Era quinta feira a tarde. Eu caminhei 19 quarteirões até alcançar as portas metálicas de uma loja de conveniências próxima a rodovia movimentada que leva os carros para fora da cidade. Entrei no lugar pisando de leve no chão emborrachado. Caminhei pelo interior da loja até encontrar os produtos que eu queria. Dois copos, um prato de zinco, um cobertor de fibra e um tapete feito de semente de mamona. Com todos os utensílios nas mãos, fui para os caixas. Logo que cheguei na pequena fila de pagamento, acomodei o tapete de semente de mamona embaixo do braço e ali fiquei a mercê da agilidade do operador da caixa registradora. Não demorou muito e o homem que estava na minha frente foi atendido. Pagou os 13 patinhos de porcelana que ele havia comprado e começou a embalar tudo. Até que enfim era a minha vez. Quando realizei o primeiro passo em direção ao homem atrás do balcão, a vendedora que havia me vendido o tapete veio correndo na minha direção gritando: ''moço, moço, moço, este tapete é mais barato e de melhor qualidade, então leve este e não este outro que você tem nas mãos''. Todo mundo ficou olhando pra mim, não querendo contrariar a vendedora, andei até ela e troquei os tapetes. Agradeci e voltei para a fila do caixa onde eu estava. Para minha grande surpresa, um casal de espertinhos entrou na minha frente com um monte de produtos nas mãos. Como se ele fosse o dono do lugar, me olhou com desprezo e cumprimentou o homem atrás do balcão. Não deixei barato e falei em alto e bom som:
_ O problema desta cidade são os seres humanos mal educados que não respeitam aqueles que chegam primeiro na fila.
Na realidade peguei um pouco mais pesado no final da frase, mas isso não vem ao caso agora. A mulher cutucou o braço do homem, o homem me olhou e a ouviu, resolvendo desta forma sair do lugar onde estava e me deixar passar a frente. Ótimo, seria um gesto louvável se ele não ficasse me provocando a fim de promover uma briga dentro da loja. Logo que passei a frente dele, agradeci e tive de ouvir ele falar:
_ Você nem estava na fila. Não sei por que eu deixei você passar. Vai ficar reclamando, você nem estava na fila.
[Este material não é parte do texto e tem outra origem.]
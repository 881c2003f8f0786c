//! Receipt extraction collaborator.
//!
//! OCR/image understanding is an external service as far as the engine is
//! concerned: it takes image bytes and hands back whatever structured fields
//! it managed to read. Anything missing stays `None` and simply makes the
//! receipt ineligible for reconciliation until corrected.

use async_trait::async_trait;
use chrono::{NaiveDate, Utc};

use crate::{EngineError, ResultEngine};

/// Fields an extractor may recover from a receipt image.
#[derive(Clone, Debug, Default, PartialEq)]
pub struct ExtractedFields {
    pub merchant_name: Option<String>,
    pub transaction_date: Option<NaiveDate>,
    pub currency_code: Option<String>,
    pub total_amount: Option<f64>,
}

/// Opaque OCR service boundary.
#[async_trait]
pub trait ReceiptExtractor: Send + Sync {
    async fn extract(&self, image: &[u8], file_name: &str) -> ResultEngine<ExtractedFields>;
}

/// Demo extractor returning fixed fields, in place of a real OCR backend.
#[derive(Clone, Copy, Debug, Default)]
pub struct MockExtractor;

#[async_trait]
impl ReceiptExtractor for MockExtractor {
    async fn extract(&self, image: &[u8], _file_name: &str) -> ResultEngine<ExtractedFields> {
        if image.is_empty() {
            return Err(EngineError::Extraction("empty image".to_string()));
        }

        Ok(ExtractedFields {
            merchant_name: Some("Demo Store".to_string()),
            transaction_date: Some(Utc::now().date_naive()),
            currency_code: Some("USD".to_string()),
            total_amount: Some(42.50),
        })
    }
}

#[cfg(test)]
mod tests {
    use super::*;

    #[tokio::test]
    async fn mock_extractor_fills_all_reconciliation_fields() {
        let fields = match MockExtractor.extract(b"fake-image", "receipt.jpg").await {
            Ok(fields) => fields,
            Err(err) => panic!("extraction failed: {err}"),
        };
        assert!(fields.merchant_name.is_some());
        assert!(fields.transaction_date.is_some());
        assert!(fields.currency_code.is_some());
        assert!(fields.total_amount.is_some());
    }

    #[tokio::test]
    async fn empty_image_is_rejected() {
        let result = MockExtractor.extract(&[], "receipt.jpg").await;
        assert_eq!(
            result,
            Err(EngineError::Extraction("empty image".to_string()))
        );
    }
}
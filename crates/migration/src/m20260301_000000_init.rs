//! Initial schema migration - creates all tables from scratch.
//!
//! The complete schema for ExpenseFlow:
//!
//! - `receipts`: uploaded receipts with extraction facts and the current
//!   conversion state (`converted_total` + `base_currency`, set together)
//! - `reconciliations`: append-only ledger of reconciliation attempts,
//!   one row per attempt, failures included

use sea_orm_migration::prelude::*;

#[derive(DeriveMigrationName)]
pub struct Migration;

// ─────────────────────────────────────────────────────────────────────────────
// Table identifiers
// ─────────────────────────────────────────────────────────────────────────────

#[derive(Iden)]
enum Receipts {
    Table,
    Id,
    FileName,
    UploadTime,
    MerchantName,
    TransactionDate,
    OriginalCurrency,
    OriginalTotal,
    BaseCurrency,
    ConvertedTotal,
}

#[derive(Iden)]
enum Reconciliations {
    Table,
    Id,
    ReceiptId,
    ReconciliationTime,
    TransactionDate,
    OriginalCurrency,
    OriginalTotal,
    BaseCurrency,
    ConvertedTotal,
    ExchangeRate,
    RateSource,
    Status,
    Notes,
    FileName,
    MerchantName,
}

// ─────────────────────────────────────────────────────────────────────────────
// Migration implementation
// ─────────────────────────────────────────────────────────────────────────────

#[async_trait::async_trait]
impl MigrationTrait for Migration {
    async fn up(&self, manager: &SchemaManager) -> Result<(), DbErr> {
        // ───────────────────────────────────────────────────────────────────
        // 1. Receipts
        // ───────────────────────────────────────────────────────────────────
        manager
            .create_table(
                Table::create()
                    .table(Receipts::Table)
                    .if_not_exists()
                    .col(
                        ColumnDef::new(Receipts::Id)
                            .integer()
                            .not_null()
                            .auto_increment()
                            .primary_key(),
                    )
                    .col(ColumnDef::new(Receipts::FileName).string().not_null())
                    .col(ColumnDef::new(Receipts::UploadTime).timestamp().not_null())
                    .col(ColumnDef::new(Receipts::MerchantName).string())
                    .col(ColumnDef::new(Receipts::TransactionDate).date())
                    .col(ColumnDef::new(Receipts::OriginalCurrency).string())
                    .col(ColumnDef::new(Receipts::OriginalTotal).double())
                    .col(ColumnDef::new(Receipts::BaseCurrency).string())
                    .col(ColumnDef::new(Receipts::ConvertedTotal).double())
                    .to_owned(),
            )
            .await?;

        manager
            .create_index(
                Index::create()
                    .name("idx-receipts-upload_time")
                    .table(Receipts::Table)
                    .col(Receipts::UploadTime)
                    .to_owned(),
            )
            .await?;

        // ───────────────────────────────────────────────────────────────────
        // 2. Reconciliations (append-only ledger)
        // ───────────────────────────────────────────────────────────────────
        manager
            .create_table(
                Table::create()
                    .table(Reconciliations::Table)
                    .if_not_exists()
                    .col(
                        ColumnDef::new(Reconciliations::Id)
                            .integer()
                            .not_null()
                            .auto_increment()
                            .primary_key(),
                    )
                    .col(
                        ColumnDef::new(Reconciliations::ReceiptId)
                            .integer()
                            .not_null(),
                    )
                    .col(
                        ColumnDef::new(Reconciliations::ReconciliationTime)
                            .timestamp()
                            .not_null(),
                    )
                    .col(ColumnDef::new(Reconciliations::TransactionDate).date())
                    .col(ColumnDef::new(Reconciliations::OriginalCurrency).string())
                    .col(ColumnDef::new(Reconciliations::OriginalTotal).double())
                    .col(ColumnDef::new(Reconciliations::BaseCurrency).string())
                    .col(ColumnDef::new(Reconciliations::ConvertedTotal).double())
                    .col(ColumnDef::new(Reconciliations::ExchangeRate).double())
                    .col(
                        ColumnDef::new(Reconciliations::RateSource)
                            .string()
                            .not_null(),
                    )
                    .col(ColumnDef::new(Reconciliations::Status).string().not_null())
                    .col(ColumnDef::new(Reconciliations::Notes).string().not_null())
                    .col(ColumnDef::new(Reconciliations::FileName).string())
                    .col(ColumnDef::new(Reconciliations::MerchantName).string())
                    .foreign_key(
                        ForeignKey::create()
                            .name("fk-reconciliations-receipt_id")
                            .from(Reconciliations::Table, Reconciliations::ReceiptId)
                            .to(Receipts::Table, Receipts::Id),
                    )
                    .to_owned(),
            )
            .await?;

        manager
            .create_index(
                Index::create()
                    .name("idx-reconciliations-receipt_id")
                    .table(Reconciliations::Table)
                    .col(Reconciliations::ReceiptId)
                    .to_owned(),
            )
            .await?;

        manager
            .create_index(
                Index::create()
                    .name("idx-reconciliations-reconciliation_time")
                    .table(Reconciliations::Table)
                    .col(Reconciliations::ReconciliationTime)
                    .to_owned(),
            )
            .await
    }

    async fn down(&self, manager: &SchemaManager) -> Result<(), DbErr> {
        manager
            .drop_table(Table::drop().table(Reconciliations::Table).to_owned())
            .await?;
        manager
            .drop_table(Table::drop().table(Receipts::Table).to_owned())
            .await
    }
}
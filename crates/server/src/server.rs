use axum::{
    Router,
    routing::{get, post},
};

use std::sync::Arc;

use crate::{rates, receipts, reconcile};
use engine::{Engine, ReceiptExtractor};

#[derive(Clone)]
pub struct ServerState {
    pub engine: Arc<Engine>,
    pub extractor: Arc<dyn ReceiptExtractor>,
}

/// Build the application router. Exposed so tests can drive the routes
/// without a listener.
pub fn app(engine: Engine, extractor: Arc<dyn ReceiptExtractor>) -> Router {
    let state = ServerState {
        engine: Arc::new(engine),
        extractor,
    };
    router(state)
}

fn router(state: ServerState) -> Router {
    Router::new()
        .route("/receipts", get(receipts::list))
        .route("/receipts/process", post(receipts::process))
        .route("/reconcile", post(reconcile::run_batch))
        .route("/reconciliations", get(reconcile::history))
        .route("/rate", get(rates::quote))
        .route("/currencies", get(rates::currencies))
        .with_state(state)
}

pub async fn run(engine: Engine, extractor: Arc<dyn ReceiptExtractor>) {
    let listener = match tokio::net::TcpListener::bind("127.0.0.1:3000").await {
        Ok(listener) => listener,
        Err(err) => {
            tracing::error!("failed to bind server listener: {err}");
            return;
        }
    };
    if let Err(err) = run_with_listener(engine, extractor, listener).await {
        tracing::error!("server failed: {err}");
    }
}

pub async fn run_with_listener(
    engine: Engine,
    extractor: Arc<dyn ReceiptExtractor>,
    listener: tokio::net::TcpListener,
) -> Result<(), std::io::Error> {
    let addr = listener.local_addr()?;
    tracing::info!("Server listening on {}", addr);

    axum::serve(listener, app(engine, extractor)).await
}

pub fn spawn_with_listener(
    engine: Engine,
    extractor: Arc<dyn ReceiptExtractor>,
    listener: tokio::net::TcpListener,
) -> Result<std::net::SocketAddr, std::io::Error> {
    let addr = listener.local_addr()?;

    tokio::spawn(async move {
        if let Err(err) = run_with_listener(engine, extractor, listener).await {
            tracing::error!("server failed: {err}");
        }
    });

    Ok(addr)
}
Comecei a passar meus produtos pela máquina que calcula os preços e ele continuou falando.
_ Posso colocar minhas coisas aqui em cima do balcão ou você vai reclamar disso também?
Continuei olhando pra o vendedor e passando meus produtos enquanto o cretino não calava a boca.
_ A pessoa gosta de chamar os outros de mal educado, mas ele mesmo não tem educação nenhuma. Ele nem estava na fila. E vai querer brigar comigo por que eu estava na fila.
Eu estava quase pegando o prato de zinco e dando na fuça do infeliz quando o cara do caixa me falou o valor que eu deveria pagar. Paguei e enquanto embalava minha compra, o desgraçado continuava falando na minha orelha.
_ Tem gente besta nesse lugar que acha que pode tudo, ele nem estava na fila, e ficou falando que eu sou mal educado. Como tem gente besta nesse lugar. Será que eu não posso ficar aqui perto do caixa por que ele vai ficar reclamando disso também.
Com o sangue coagulando na ponta dos meus dedos, fechei a mão, virei de costas e fui embora. No trajeto até minha casa descobri que a tolerância me salvou nesse caso. Foi somente a tolerância que me permitiu aguentar um imbecil daquele falando no meu ouvido. E como isso terminou? Terminou de forma estranha, mas valendo o direito daquele que estava primeiro na fila sendo atendido, do espertinho quebrando a cara porque não conseguiu passar por cima de mais um trouxa que ele encontrou no caminho, e de uma vendedora competente que segue o seu cliente até os confins da loja, fazendo-o levar para casa o tapete que realmente gostou, ou seja, o mais barato, e não aquele 12 reais mais caro e de menor qualidade, só pra ganhar uma comissão felpuda. Pelo menos alguém ganhou créditos com Deus nesta história toda.